Cao Mingming, Brennan Alexander, Lee Ciaran M, Park So-Hyun, Bao Gang
Department of Bioengineering, Rice University, Houston, TX, 77030, USA.
School of Biochemistry and Cell Biology, University College Cork, Cork, T12 K8AF, Ireland.
Small Methods. 2025 Jul;9(7):e2500122. doi: 10.1002/smtd.202500122. Epub 2025 Jun 4.
CRISPR/Cas genome editing technologies enable effective and controlled genetic modifications; however, off-target effects remain a significant concern, particularly in clinical applications. Experimental and in silico methods are developed to predict potential off-target sites (OTS), including deep learning based methods, which can automatically and comprehensively learn sequence features, offer a promising tool for OTS prediction. Here, this work reviews the existing OTS prediction tools with an emphasis on deep learning methods, characterizes datasets used for deep learning training and testing, and evaluates six deep learning models -CRISPR-Net, CRISPR-IP, R-CRISPR, CRISPR-M, CrisprDNT, and Crispr-SGRU -using six public datasets and validates OTS data from the CRISPRoffT database. Performance of these models is assessed using standardized metrics, such as Precision, Recall, F1 score, MCC, AUROC and PRAUC. This work finds that incorporating validated OTS datasets into model training enhanced overall model performance, and improved robustness of prediction, particularly with highly imbalanced datasets. While no model consistently outperforms other models across all scenarios, CRISPR-Net, R-CRISPR, and Crispr-SGRU show strong overall performance. This analysis demonstrates the importance of integrating high-quality validated OTS data with advanced deep learning architectures to improve CRISPR/Cas off-target site predictions, ensuring safer genome editing applications.

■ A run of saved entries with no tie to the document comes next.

#![warn(clippy::all, clippy::pedantic, clippy::nursery, clippy::cargo)]

use crate::csp::cell::{Cell, NUM_CELLS};
use rustc_hash::FxHashSet;

/// Per-cell blame sets: for each unassigned cell, the earlier-assigned
/// cells whose values contributed to shrinking its domain or to a
/// discovered failure. Owned by the search engine; the lifetime of this
/// state matches the search, not the puzzle.
#[derive(Debug, Clone, PartialEq, Eq)]
pub struct ConflictSets {
    sets: Vec<FxHashSet<Cell>>,
}

impl ConflictSets {
    #[must_use]
    pub fn new() -> Self {
        Self {
            sets: vec![FxHashSet::default(); NUM_CELLS],
        }
    }

    /// Blames `culprit` for a domain change or failure at `cell`.
    pub fn blame(&mut self, cell: Cell, culprit: Cell) {
        if cell != culprit {
            self.sets[cell.index()].insert(culprit);
        }
    }

    /// Merges `source`'s conflict set into `target`'s, excluding `target`
    /// itself. This is how blame propagates upward on wipeouts and
    /// backjumps.
    pub fn absorb(&mut self, target: Cell, source: Cell) {
        if target == source {
            return;
        }
        let from = std::mem::take(&mut self.sets[source.index()]);
        for c in &from {
            if *c != target {
                self.sets[target.index()].insert(*c);
            }
        }
        self.sets[source.index()] = from;
    }

    #[must_use]
    pub fn contains(&self, cell: Cell, culprit: Cell) -> bool {
        self.sets[cell.index()].contains(&culprit)
    }

    #[must_use]
    pub fn is_empty(&self, cell: Cell) -> bool {
        self.sets[cell.index()].is_empty()
    }

    /// Forgets `cell`'s blame, once it has been handed to a jump target.
    pub fn clear(&mut self, cell: Cell) {
        self.sets[cell.index()].clear();
    }
}

impl Default for ConflictSets {
    fn default() -> Self {
        Self::new()
    }
}

#[cfg(test)]
mod tests {
    use super::*;

    #[test]
    fn test_blame_and_contains() {
        let mut cs = ConflictSets::new();
        let a = Cell::new(0, 0);
        let b = Cell::new(5, 5);

        cs.blame(a, b);
        assert!(cs.contains(a, b));
        assert!(!cs.contains(b, a));
        assert!(!cs.is_empty(a));
    }

    #[test]
    fn test_blame_never_self() {
        let mut cs = ConflictSets::new();
        let a = Cell::new(2, 2);
        cs.blame(a, a);
        assert!(cs.is_empty(a));
    }

    #[test]
    fn test_absorb_excludes_target() {
        let mut cs = ConflictSets::new();
        let target = Cell::new(0, 0);
        let source = Cell::new(1, 1);
        let other = Cell::new(2, 2);

        cs.blame(source, target);
        cs.blame(source, other);
        cs.absorb(target, source);

        assert!(cs.contains(target, other));
        assert!(!cs.contains(target, target));
        // the source keeps its own set; clearing is a separate decision
        assert!(cs.contains(source, other));
    }

    #[test]
    fn test_clear() {
        let mut cs = ConflictSets::new();
        let a = Cell::new(3, 4);
        cs.blame(a, Cell::new(0, 4));
        cs.clear(a);
        assert!(cs.is_empty(a));
    }
}
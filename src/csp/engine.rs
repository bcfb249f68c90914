#![warn(clippy::all, clippy::pedantic, clippy::nursery, clippy::cargo)]

//! The conflict-directed backjumping search engine.
//!
//! The search loops over three states (select a cell, try its values under
//! the enabled propagators, backtrack on exhaustion) driven by an explicit
//! frame stack instead of recursion, so deep searches cannot blow the call
//! stack and undo is a pop over the trail.

use crate::csp::cell::Cell;
use crate::csp::conflict::ConflictSets;
use crate::csp::error::PuzzleResult;
use crate::csp::graph::Peers;
use crate::csp::grid::{Givens, Grid};
use crate::csp::propagation::{Ac3, ForwardChecking, Propagation, Propagator};
use crate::csp::solver::{Outcome, SearchConfig, SearchStats, Solver};
use crate::csp::trail::Trail;
use crate::csp::value_ordering::{ValueOrder, ValueOrdering, ValueOrderingImpls};
use crate::csp::variable_selection::{VariableSelection, VariableSelectionImpls};
use smallvec::SmallVec;

/// One open branching point: the chosen cell and its frozen value ordering.
/// Resuming a frame after a backjump continues with the next untried value
/// in the original order.
#[derive(Debug, Clone, PartialEq, Eq)]
struct Frame {
    cell: Cell,
    values: ValueOrder,
    next: usize,
}

#[derive(Debug, Clone, Copy, PartialEq, Eq)]
enum Mode {
    Select,
    Try,
    Backtrack,
}

#[derive(Debug, Clone, Copy, PartialEq, Eq)]
enum TryResult {
    Assigned,
    Exhausted,
}

/// The search engine: owns the grid, the trail, the conflict sets and the
/// configured strategies for one run.
#[derive(Debug, Clone, PartialEq, Eq)]
pub struct Engine {
    grid: Grid,
    peers: Peers,
    trail: Trail,
    conflicts: ConflictSets,
    selector: VariableSelectionImpls,
    orderer: ValueOrderingImpls,
    forward_checking: Option<ForwardChecking>,
    ac3: Option<Ac3>,
    backjumping: bool,
    frames: Vec<Frame>,
    stats: SearchStats,
}

impl Engine {
    /// Validates the givens and builds a ready-to-run engine.
    ///
    /// # Errors
    ///
    /// `PuzzleError` if the input is malformed or the fixed cells already
    /// violate a constraint.
    pub fn new(givens: &Givens, config: &SearchConfig) -> PuzzleResult<Self> {
        let peers = Peers::new();
        let grid = Grid::new(givens, &peers)?;

        Ok(Self {
            grid,
            peers,
            trail: Trail::new(),
            conflicts: ConflictSets::new(),
            selector: config.variable_selection.to_impl(),
            orderer: config.value_ordering.to_impl(),
            forward_checking: config.forward_checking.then(ForwardChecking::new),
            ac3: config.ac3.then(Ac3::new),
            backjumping: config.backjumping,
            frames: Vec::new(),
            stats: SearchStats::default(),
        })
    }

    fn search(&mut self) -> Outcome {
        // graph-wide arc consistency before any decision is made; removals
        // at depth zero are permanent, so the trail stays out of it
        if let Some(mut ac3) = self.ac3.take() {
            let initial =
                ac3.propagate_all(&mut self.grid, &self.peers, &mut self.trail, &mut self.conflicts);
            self.ac3 = Some(ac3);
            if matches!(initial, Propagation::Wipeout(_)) {
                return Outcome::Unsolvable;
            }
        }

        let mut mode = Mode::Select;
        loop {
            match mode {
                Mode::Select => {
                    let Some(cell) = self.selector.pick(&self.grid) else {
                        return Outcome::Solved(self.grid.to_givens());
                    };
                    let values = self.orderer.order(&self.grid, &self.peers, cell);
                    self.frames.push(Frame {
                        cell,
                        values,
                        next: 0,
                    });
                    mode = Mode::Try;
                }
                Mode::Try => {
                    mode = match self.try_next_value() {
                        TryResult::Assigned => Mode::Select,
                        TryResult::Exhausted => Mode::Backtrack,
                    };
                }
                Mode::Backtrack => {
                    if !self.backtrack() {
                        return Outcome::Unsolvable;
                    }
                    mode = Mode::Try;
                }
            }
        }
    }

    /// Tries the top frame's remaining values in order. Returns `Assigned`
    /// once a value survives consistency checking and propagation.
    fn try_next_value(&mut self) -> TryResult {
        loop {
            let Some(frame) = self.frames.last_mut() else {
                return TryResult::Exhausted;
            };
            let cell = frame.cell;
            let Some(&value) = frame.values.get(frame.next) else {
                return TryResult::Exhausted;
            };
            frame.next += 1;

            if !self.grid.is_consistent(&self.peers, cell, value) {
                // the assigned peers holding this value are the failure;
                // without this blame a propagation-free run could exhaust a
                // cell with an empty conflict set and misreport unsolvable
                let culprits: SmallVec<[Cell; 4]> = self
                    .grid
                    .conflicting_peers(&self.peers, cell, value)
                    .collect();
                for p in culprits {
                    self.conflicts.blame(cell, p);
                }
                continue;
            }

            self.grid.assign(cell, value);
            self.trail.push(cell, value);
            self.stats.assignments += 1;

            if self.run_propagators(cell, value) {
                return TryResult::Assigned;
            }

            // the tentative assignment failed: undo it together with its
            // propagation effects and move on to the next value
            self.trail.undo_last(&mut self.grid);
        }
    }

    /// Runs the enabled propagators for a fresh assignment. On wipeout the
    /// blame is merged per the conflict-set contract and `false` returned.
    fn run_propagators(&mut self, cell: Cell, value: u8) -> bool {
        if let Some(mut fc) = self.forward_checking {
            let result = fc.propagate(
                &mut self.grid,
                &self.peers,
                &mut self.trail,
                &mut self.conflicts,
                cell,
                value,
            );
            self.forward_checking = Some(fc);
            if let Propagation::Wipeout(victim) = result {
                self.attribute_wipeout(cell, victim);
                return false;
            }
        }

        if let Some(mut ac3) = self.ac3.take() {
            let result = ac3.propagate(
                &mut self.grid,
                &self.peers,
                &mut self.trail,
                &mut self.conflicts,
                cell,
                value,
            );
            self.ac3 = Some(ac3);
            if let Propagation::Wipeout(victim) = result {
                self.attribute_wipeout(cell, victim);
                return false;
            }
        }

        true
    }

    /// The failure belongs to both ends: the assigning cell joins the wiped
    /// cell's conflict set, and the wiped cell's accumulated blame is folded
    /// into the assigning cell's.
    fn attribute_wipeout(&mut self, cell: Cell, victim: Cell) {
        self.conflicts.blame(victim, cell);
        self.conflicts.absorb(cell, victim);
    }

    /// Undoes back to a jump target, returning `false` when the search is
    /// exhausted. With backjumping the target is the most recently assigned
    /// member of the failing cell's conflict set; without it, the
    /// immediately preceding assignment unconditionally.
    fn backtrack(&mut self) -> bool {
        let Some(failed_frame) = self.frames.pop() else {
            return false;
        };
        let failed = failed_frame.cell;

        let target = if self.backjumping {
            self.trail
                .cells_newest_first()
                .find(|&t| self.conflicts.contains(failed, t))
        } else {
            self.trail.last_cell()
        };

        let Some(target) = target else {
            // nothing above is implicated: genuinely unsolvable
            return false;
        };

        // unwind everything above the target, propagating blame upward so a
        // later jump from the target also skips the irrelevant choices
        let mut skipped = 0usize;
        while let Some(top) = self.trail.last_cell() {
            if top == target {
                break;
            }
            self.trail.undo_last(&mut self.grid);
            self.frames.pop();
            self.conflicts.absorb(target, top);
            self.conflicts.clear(top);
            skipped += 1;
        }

        // the target's own assignment goes too, but its frame stays so the
        // retry resumes with its next untried value
        self.trail.undo_last(&mut self.grid);
        self.conflicts.absorb(target, failed);
        self.conflicts.clear(failed);

        if skipped > 0 {
            self.stats.backjumps += 1;
        } else {
            self.stats.backtracks += 1;
        }
        true
    }

    fn sync_propagation_stats(&mut self) {
        self.stats.propagations = self.forward_checking.map_or(0, |fc| fc.removals())
            + self.ac3.as_ref().map_or(0, Propagator::removals);
    }
}

impl Solver for Engine {
    fn solve(&mut self) -> Outcome {
        let outcome = self.search();
        self.sync_propagation_stats();
        outcome
    }

    fn stats(&self) -> SearchStats {
        self.stats
    }
}
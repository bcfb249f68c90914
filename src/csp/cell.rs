#![warn(clippy::all, clippy::pedantic, clippy::nursery, clippy::cargo)]

use std::fmt;

/// Number of rows/columns on the board.
pub const SIZE: usize = 9;

/// Total number of cells.
pub const NUM_CELLS: usize = SIZE * SIZE;

/// A cell index in row-major order (0..81).
///
/// Row-major order doubles as the deterministic tie-break order for the
/// variable-selection heuristics.
#[derive(Debug, Clone, Copy, PartialEq, Eq, Hash, PartialOrd, Ord, Default)]
pub struct Cell(u8);

impl Cell {
    #[must_use]
    pub const fn new(row: usize, col: usize) -> Self {
        debug_assert!(row < SIZE && col < SIZE);
        Self((row * SIZE + col) as u8)
    }

    #[must_use]
    pub const fn from_index(index: usize) -> Self {
        debug_assert!(index < NUM_CELLS);
        Self(index as u8)
    }

    #[must_use]
    pub const fn index(self) -> usize {
        self.0 as usize
    }

    #[must_use]
    pub const fn row(self) -> usize {
        self.0 as usize / SIZE
    }

    #[must_use]
    pub const fn col(self) -> usize {
        self.0 as usize % SIZE
    }

    /// The 3x3 box this cell belongs to: `(row/3)*3 + col/3`.
    #[must_use]
    pub const fn box_index(self) -> usize {
        (self.row() / 3) * 3 + self.col() / 3
    }

    /// Whether two distinct cells constrain each other.
    #[must_use]
    pub const fn is_peer_of(self, other: Self) -> bool {
        self.0 != other.0
            && (self.row() == other.row()
                || self.col() == other.col()
                || self.box_index() == other.box_index())
    }

    /// All cells in row-major order.
    pub fn all() -> impl Iterator<Item = Self> {
        (0..NUM_CELLS).map(Self::from_index)
    }
}

impl fmt::Display for Cell {
    fn fmt(&self, f: &mut fmt::Formatter<'_>) -> fmt::Result {
        write!(f, "r{}c{}", self.row(), self.col())
    }
}

#[cfg(test)]
mod tests {
    use super::*;

    #[test]
    fn test_row_col_roundtrip() {
        for cell in Cell::all() {
            assert_eq!(Cell::new(cell.row(), cell.col()), cell);
        }
    }

    #[test]
    fn test_box_index() {
        assert_eq!(Cell::new(0, 0).box_index(), 0);
        assert_eq!(Cell::new(0, 8).box_index(), 2);
        assert_eq!(Cell::new(4, 4).box_index(), 4);
        assert_eq!(Cell::new(8, 0).box_index(), 6);
        assert_eq!(Cell::new(8, 8).box_index(), 8);
    }

    #[test]
    fn test_peer_relation() {
        let c = Cell::new(4, 4);
        assert!(c.is_peer_of(Cell::new(4, 0)));
        assert!(c.is_peer_of(Cell::new(0, 4)));
        assert!(c.is_peer_of(Cell::new(3, 3)));
        assert!(!c.is_peer_of(Cell::new(0, 0)));
        assert!(!c.is_peer_of(c));
    }

    #[test]
    fn test_each_cell_has_twenty_peers() {
        for cell in Cell::all() {
            let count = Cell::all().filter(|&o| cell.is_peer_of(o)).count();
            assert_eq!(count, 20);
        }
    }

    #[test]
    fn test_display() {
        assert_eq!(Cell::new(2, 7).to_string(), "r2c7");
    }
}
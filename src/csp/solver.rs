#![warn(clippy::all, clippy::pedantic, clippy::nursery, clippy::cargo)]

use crate::csp::grid::Givens;
use crate::csp::variable_selection::VariableSelectionType;
use crate::csp::value_ordering::ValueOrderingType;

/// Which techniques the engine runs. Propagators and backjumping are
/// independently toggleable; a variable-selection and a value-ordering
/// policy are always active (the fallbacks are policies, not absences).
#[derive(Debug, Clone, Copy, PartialEq, Eq)]
pub struct SearchConfig {
    pub forward_checking: bool,
    pub ac3: bool,
    pub backjumping: bool,
    pub variable_selection: VariableSelectionType,
    pub value_ordering: ValueOrderingType,
}

impl Default for SearchConfig {
    /// Everything on, the recommended configuration.
    fn default() -> Self {
        Self {
            forward_checking: true,
            ac3: true,
            backjumping: true,
            variable_selection: VariableSelectionType::Mrv,
            value_ordering: ValueOrderingType::Lcv,
        }
    }
}

/// Counters observable from outside the engine. Elapsed time is the
/// caller's to measure around `solve`.
#[derive(Debug, Clone, Copy, PartialEq, Eq, Default)]
pub struct SearchStats {
    /// Tentative assignments made (including ones later undone).
    pub assignments: usize,
    /// Domain removals performed by the propagators.
    pub propagations: usize,
    /// Chronological single-step retreats.
    pub backtracks: usize,
    /// Non-chronological jumps that skipped at least one assignment.
    pub backjumps: usize,
}

/// Final result of a search. Unsolvable is a normal value, not an error;
/// invalid input is rejected before an engine exists.
#[derive(Debug, Clone, PartialEq, Eq)]
pub enum Outcome {
    Solved(Givens),
    Unsolvable,
}

impl Outcome {
    #[must_use]
    pub const fn is_solved(&self) -> bool {
        matches!(self, Self::Solved(_))
    }
}

/// The solving entry point implemented by the engine.
pub trait Solver {
    fn solve(&mut self) -> Outcome;
    fn stats(&self) -> SearchStats;
}

#[cfg(test)]
mod tests {
    use super::*;

    #[test]
    fn test_default_config_enables_everything() {
        let config = SearchConfig::default();
        assert!(config.forward_checking);
        assert!(config.ac3);
        assert!(config.backjumping);
        assert_eq!(config.variable_selection, VariableSelectionType::Mrv);
        assert_eq!(config.value_ordering, ValueOrderingType::Lcv);
    }

    #[test]
    fn test_outcome_is_solved() {
        assert!(Outcome::Solved([[0; 9]; 9]).is_solved());
        assert!(!Outcome::Unsolvable.is_solved());
    }
}
#![warn(clippy::all, clippy::pedantic, clippy::nursery, clippy::cargo)]

use std::fmt;

/// A candidate-value set for one cell, packed into the low nine bits of a
/// `u16` (bit `v - 1` set means value `v` is still possible).
#[derive(Debug, Clone, Copy, PartialEq, Eq, Hash, PartialOrd, Ord)]
pub struct Domain(u16);

const FULL: u16 = 0b1_1111_1111;

impl Domain {
    /// All of 1..=9.
    #[must_use]
    pub const fn full() -> Self {
        Self(FULL)
    }

    #[must_use]
    pub const fn empty() -> Self {
        Self(0)
    }

    #[must_use]
    pub const fn singleton(value: u8) -> Self {
        debug_assert!(value >= 1 && value <= 9);
        Self(1 << (value - 1))
    }

    #[must_use]
    pub const fn contains(self, value: u8) -> bool {
        value >= 1 && value <= 9 && self.0 & (1 << (value - 1)) != 0
    }

    /// Removes `value`, returning whether it was present.
    pub const fn remove(&mut self, value: u8) -> bool {
        let present = self.contains(value);
        if present {
            self.0 &= !(1 << (value - 1));
        }
        present
    }

    pub const fn insert(&mut self, value: u8) {
        debug_assert!(value >= 1 && value <= 9);
        self.0 |= 1 << (value - 1);
    }

    #[must_use]
    pub const fn len(self) -> usize {
        self.0.count_ones() as usize
    }

    #[must_use]
    pub const fn is_empty(self) -> bool {
        self.0 == 0
    }

    /// The sole remaining value, if exactly one is left.
    #[must_use]
    pub const fn single(self) -> Option<u8> {
        if self.0.count_ones() == 1 {
            Some(self.0.trailing_zeros() as u8 + 1)
        } else {
            None
        }
    }

    /// Candidate values in ascending order.
    pub fn iter(self) -> impl Iterator<Item = u8> {
        (1..=9).filter(move |&v| self.contains(v))
    }
}

impl Default for Domain {
    fn default() -> Self {
        Self::full()
    }
}

impl fmt::Display for Domain {
    fn fmt(&self, f: &mut fmt::Formatter<'_>) -> fmt::Result {
        write!(f, "{{")?;
        for (i, v) in self.iter().enumerate() {
            if i > 0 {
                write!(f, ",")?;
            }
            write!(f, "{v}")?;
        }
        write!(f, "}}")
    }
}

#[cfg(test)]
mod tests {
    use super::*;

    #[test]
    fn test_full_and_empty() {
        assert_eq!(Domain::full().len(), 9);
        assert!(Domain::empty().is_empty());
        assert!(!Domain::full().is_empty());
    }

    #[test]
    fn test_remove_insert() {
        let mut d = Domain::full();
        assert!(d.remove(5));
        assert!(!d.remove(5));
        assert_eq!(d.len(), 8);
        assert!(!d.contains(5));
        d.insert(5);
        assert!(d.contains(5));
    }

    #[test]
    fn test_singleton() {
        let d = Domain::singleton(7);
        assert_eq!(d.len(), 1);
        assert_eq!(d.single(), Some(7));
        assert_eq!(Domain::full().single(), None);
        assert_eq!(Domain::empty().single(), None);
    }

    #[test]
    fn test_iter_ascending() {
        let mut d = Domain::empty();
        d.insert(9);
        d.insert(2);
        d.insert(4);
        assert_eq!(d.iter().collect::<Vec<_>>(), vec![2, 4, 9]);
    }

    #[test]
    fn test_display() {
        let mut d = Domain::empty();
        d.insert(1);
        d.insert(3);
        assert_eq!(d.to_string(), "{1,3}");
    }
}
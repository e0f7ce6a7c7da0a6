//! Fixed-rate scheduling engine with per-job timers and a shared worker pool.

use std::collections::HashMap;
use std::sync::Arc;
use std::sync::atomic::{AtomicBool, Ordering};
use std::time::Duration;

use tokio::sync::Mutex;
use tokio::time::MissedTickBehavior;
use tokio_util::sync::CancellationToken;
use tokio_util::task::TaskTracker;
use tracing::{error, info, warn};

use crate::Job;

/// How long `stop()` waits for in-flight firings by default.
pub const DEFAULT_SHUTDOWN_GRACE: Duration = Duration::from_secs(5);

/// Runs named jobs at fixed rate.
///
/// Each job gets a dedicated timer task that fires at time 0 and every
/// interval thereafter; the job body runs on a worker task tracked by the
/// engine, never on the timer itself. One live timer per name: scheduling
/// a duplicate cancels the existing timer first.
pub struct Scheduler {
    timers: Mutex<HashMap<String, CancellationToken>>,
    workers: TaskTracker,
    running: AtomicBool,
    shutdown_grace: Duration,
}

impl Scheduler {
    pub fn new() -> Self {
        Self::with_grace(DEFAULT_SHUTDOWN_GRACE)
    }

    /// Create a scheduler with a custom shutdown grace period.
    pub fn with_grace(shutdown_grace: Duration) -> Self {
        Self {
            timers: Mutex::new(HashMap::new()),
            workers: TaskTracker::new(),
            running: AtomicBool::new(true),
            shutdown_grace,
        }
    }

    /// Register a job for repeated execution.
    ///
    /// Returns false if the scheduler has been stopped. A job scheduled
    /// under an already-registered name replaces the existing timer.
    pub async fn schedule(&self, job: Job) -> bool {
        let mut timers = self.timers.lock().await;
        // Checked under the timers lock: stop() drains the map while
        // holding it, so a timer inserted here is either refused below or
        // still present for stop() to cancel. An unlocked check could let
        // a job slip in after stop() had already drained.
        if !self.is_running() {
            warn!(job = %job.name(), "Scheduler is stopped, refusing job");
            return false;
        }
        if let Some(existing) = timers.remove(job.name()) {
            existing.cancel();
            info!(job = %job.name(), "Replacing existing timer");
        }

        info!(
            job = %job.name(),
            interval_ms = job.interval().as_millis() as u64,
            "Job scheduled"
        );

        let token = CancellationToken::new();
        timers.insert(job.name().to_string(), token.clone());

        let workers = self.workers.clone();
        let job = Arc::new(job);
        // The timer loop is tracked alongside the firings: stop()'s wait
        // cannot return while a loop is alive, so a tick that raced the
        // shutdown still lands its firing inside the grace period.
        self.workers.spawn(async move {
            let mut ticker = tokio::time::interval(job.interval());
            ticker.set_missed_tick_behavior(MissedTickBehavior::Delay);
            loop {
                tokio::select! {
                    // Biased so a cancel issued before the first tick wins.
                    biased;
                    _ = token.cancelled() => break,
                    _ = ticker.tick() => {
                        let job = job.clone();
                        workers.spawn(async move {
                            if let Err(e) = job.execute().await {
                                error!(job = %job.name(), "Job execution failed: {e:#}");
                            }
                        });
                    }
                }
            }
        });

        true
    }

    /// Cancel the named job's timer. Idempotent; true iff a timer existed.
    pub async fn cancel(&self, name: &str) -> bool {
        if let Some(token) = self.timers.lock().await.remove(name) {
            token.cancel();
            info!(job = name, "Job cancelled");
            true
        } else {
            false
        }
    }

    /// Stop the scheduler: cancel every timer, then wait up to the grace
    /// period for in-flight firings to finish. Idempotent.
    pub async fn stop(&self) {
        if !self.running.swap(false, Ordering::SeqCst) {
            return;
        }
        info!("Stopping scheduler");

        let mut timers = self.timers.lock().await;
        for (name, token) in timers.drain() {
            token.cancel();
            info!(job = %name, "Job cancelled");
        }
        drop(timers);

        self.workers.close();
        if tokio::time::timeout(self.shutdown_grace, self.workers.wait())
            .await
            .is_err()
        {
            warn!(
                grace_ms = self.shutdown_grace.as_millis() as u64,
                "In-flight jobs did not finish within the grace period"
            );
        }
        info!("Scheduler stopped");
    }

    /// Whether `stop()` has not yet been called.
    pub fn is_running(&self) -> bool {
        self.running.load(Ordering::SeqCst)
    }
}

impl Default for Scheduler {
    fn default() -> Self {
        Self::new()
    }
}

CRISPR/Cas基因组编辑技术能够实现有效且可控的基因修饰;然而,脱靶效应仍然是一个重大问题,尤其是在临床应用中。人们开发了实验方法和计算机模拟方法来预测潜在的脱靶位点(OTS),包括基于深度学习的方法,这些方法可以自动且全面地学习序列特征,为OTS预测提供了一个有前景的工具。在此,本文回顾了现有的OTS预测工具,重点介绍深度学习方法,对用于深度学习训练和测试的数据集进行了特征描述,并使用六个公共数据集评估了六个深度学习模型——CRISPR-Net、CRISPR-IP、R-CRISPR、CRISPR-M、CrisprDNT和Crispr-SGRU,并验证了来自CRISPRoffT数据库的OTS数据。使用标准化指标(如精确率、召回率、F1分数、马修斯相关系数、曲线下面积和精确召回曲线下面积)评估这些模型的性能。本文发现,将经过验证的OTS数据集纳入模型训练可提高整体模型性能,并增强预测的稳健性,尤其是对于高度不平衡的数据集。虽然没有一个模型在所有情况下都始终优于其他模型,但CRISPR-Net、R-CRISPR和Crispr-SGRU表现出强大的整体性能。该分析表明,将高质量的经过验证的OTS数据与先进的深度学习架构相结合对于改善CRISPR/Cas脱靶位点预测、确保更安全的基因组编辑应用至关重要。